*Stored dataset items*
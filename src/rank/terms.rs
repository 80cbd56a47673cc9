//! Terminology preference tables: term-type priority orders per system and
//! semantic-type admissibility per entity type.

use crate::types::{EntityType, System};

/// RxNorm term types, best first: clinical-drug forms, then packs and
/// components, then ingredient forms, then brand/abbreviation forms.
const RX_TTY_ORDER: &[&str] = &[
    "SCD", "SBD", "GPCK", "BPCK", "SCDC", "SCDG", "SCDF", "SCDGP", "SBDF", "SBDFP", "SBDC",
    "SBDG", "SCDFP", "MIN", "PIN", "IN", "PSN", "BN", "DF", "DFG", "SY", "TMSY", "ET",
];

/// SNOMED term types, best first: Preferred Term, Synonym, Fully Specified Name.
const SNOMED_TTY_ORDER: &[&str] = &["PT", "SY", "FN"];

const DIAGNOSIS_STY: &[&str] = &[
    "disease or syndrome",
    "mental or behavioral dysfunction",
    "neoplastic process",
    "anatomical abnormality",
    "acquired abnormality",
    "finding",
    "sign or symptom",
    "pathologic function",
    "injury or poisoning",
    "congenital abnormality",
    "cell or molecular dysfunction",
];

const PROCEDURE_STY: &[&str] = &[
    "therapeutic or preventive procedure",
    "diagnostic procedure",
    "laboratory procedure",
    "health care activity",
    "drug delivery device",
    "medical device",
    "clinical drug",
];

const LAB_STY: &[&str] = &[
    "laboratory or test result",
    "laboratory procedure",
    "diagnostic procedure",
    "clinical attribute",
    "quantitative concept",
    "indicator, reagent, or diagnostic aid",
    "chemical viewed functionally",
    "chemical viewed structurally",
    "body substance",
];

/// Modality/imaging words that never count as anatomical site qualifiers.
pub(crate) const MODALITY_WORDS: &[&str] = &[
    "mri",
    "magnetic",
    "resonance",
    "ct",
    "ultrasound",
    "us",
    "x",
    "xray",
    "x-ray",
    "xr",
    "scan",
    "imaging",
    "tomography",
];

/// Post-normalization tokens that signal a contrast-agent mention.
pub(crate) const CONTRAST_CUES: &[&str] = &["contrast", "gad", "gadolinium"];

/// Position of `tty` in the system's preference order; `None` for unknown
/// term types (retired or administrative forms outside the table).
pub fn tty_priority(system: System, tty: &str) -> Option<usize> {
    let order = match system {
        System::Rxnorm => RX_TTY_ORDER,
        System::SnomedCtUs => SNOMED_TTY_ORDER,
    };
    order.iter().position(|t| *t == tty)
}

/// TTY preference scaled to `[0,1]`: the best term type scores 1.0, each
/// following step less, unknown term types 0.0.
pub(crate) fn term_preference(system: System, tty: &str) -> f64 {
    let len = match system {
        System::Rxnorm => RX_TTY_ORDER.len(),
        System::SnomedCtUs => SNOMED_TTY_ORDER.len(),
    };
    match tty_priority(system, tty) {
        Some(i) => 1.0 - i as f64 / len as f64,
        None => 0.0,
    }
}

/// Hard admissibility gate: a candidate with a semantic type outside the
/// entity type's allowed set must not be scored at all. Rows with no
/// semantic type pass (RxNorm rows), as does Medicine, which has no allowlist.
pub fn sty_allowed(entity_type: EntityType, sty: Option<&str>) -> bool {
    let allowed = match entity_type {
        EntityType::Medicine => return true,
        EntityType::Diagnosis => DIAGNOSIS_STY,
        EntityType::Procedure => PROCEDURE_STY,
        EntityType::Lab => LAB_STY,
    };
    match sty {
        None => true,
        Some(s) => {
            let s = s.trim().to_lowercase();
            s.is_empty() || allowed.contains(&s.as_str())
        }
    }
}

*What needs to be done*
Give back every record exactly.

*Finished task*
filename src/rank/terms.rs
repository 80cbd56a47673cc9
//! Terminology preference tables: term-type priority orders per system and
//! semantic-type admissibility per entity type.

use crate::types::{EntityType, System};

/// RxNorm term types, best first: clinical-drug forms, then packs and
/// components, then ingredient forms, then brand/abbreviation forms.
const RX_TTY_ORDER: &[&str] = &[
    "SCD", "SBD", "GPCK", "BPCK", "SCDC", "SCDG", "SCDF", "SCDGP", "SBDF", "SBDFP", "SBDC",
    "SBDG", "SCDFP", "MIN", "PIN", "IN", "PSN", "BN", "DF", "DFG", "SY", "TMSY", "ET",
];

/// SNOMED term types, best first: Preferred Term, Synonym, Fully Specified Name.
const SNOMED_TTY_ORDER: &[&str] = &["PT", "SY", "FN"];

const DIAGNOSIS_STY: &[&str] = &[
    "disease or syndrome",
    "mental or behavioral dysfunction",
    "neoplastic process",
    "anatomical abnormality",
    "acquired abnormality",
    "finding",
    "sign or symptom",
    "pathologic function",
    "injury or poisoning",
    "congenital abnormality",
    "cell or molecular dysfunction",
];

const PROCEDURE_STY: &[&str] = &[
    "therapeutic or preventive procedure",
    "diagnostic procedure",
    "laboratory procedure",
    "health care activity",
    "drug delivery device",
    "medical device",
    "clinical drug",
];

const LAB_STY: &[&str] = &[
    "laboratory or test result",
    "laboratory procedure",
    "diagnostic procedure",
    "clinical attribute",
    "quantitative concept",
    "indicator, reagent, or diagnostic aid",
    "chemical viewed functionally",
    "chemical viewed structurally",
    "body substance",
];

/// Modality/imaging words that never count as anatomical site qualifiers.
pub(crate) const MODALITY_WORDS: &[&str] = &[
    "mri",
    "magnetic",
    "resonance",
    "ct",
    "ultrasound",
    "us",
    "x",
    "xray",
    "x-ray",
    "xr",
    "scan",
    "imaging",
    "tomography",
];

/// Post-normalization tokens that signal a contrast-agent mention.
pub(crate) const CONTRAST_CUES: &[&str] = &["contrast", "gad", "gadolinium"];

/// Position of `tty` in the system's preference order; `None` for unknown
/// term types (retired or administrative forms outside the table).
pub fn tty_priority(system: System, tty: &str) -> Option<usize> {
    let order = match system {
        System::Rxnorm => RX_TTY_ORDER,
        System::SnomedCtUs => SNOMED_TTY_ORDER,
    };
    order.iter().position(|t| *t == tty)
}

/// TTY preference scaled to `[0,1]`: the best term type scores 1.0, each
/// following step less, unknown term types 0.0.
pub(crate) fn term_preference(system: System, tty: &str) -> f64 {
    let len = match system {
        System::Rxnorm => RX_TTY_ORDER.len(),
        System::SnomedCtUs => SNOMED_TTY_ORDER.len(),
    };
    match tty_priority(system, tty) {
        Some(i) => 1.0 - i as f64 / len as f64,
        None => 0.0,
    }
}

/// Hard admissibility gate: a candidate with a semantic type outside the
/// entity type's allowed set must not be scored at all. Rows with no
/// semantic type pass (RxNorm rows), as does Medicine, which has no allowlist.
pub fn sty_allowed(entity_type: EntityType, sty: Option<&str>) -> bool {
    let allowed = match entity_type {
        EntityType::Medicine => return true,
        EntityType::Diagnosis => DIAGNOSIS_STY,
        EntityType::Procedure => PROCEDURE_STY,
        EntityType::Lab => LAB_STY,
    };
    match sty {
        None => true,
        Some(s) => {
            let s = s.trim().to_lowercase();
            s.is_empty() || allowed.contains(&s.as_str())
        }
    }
}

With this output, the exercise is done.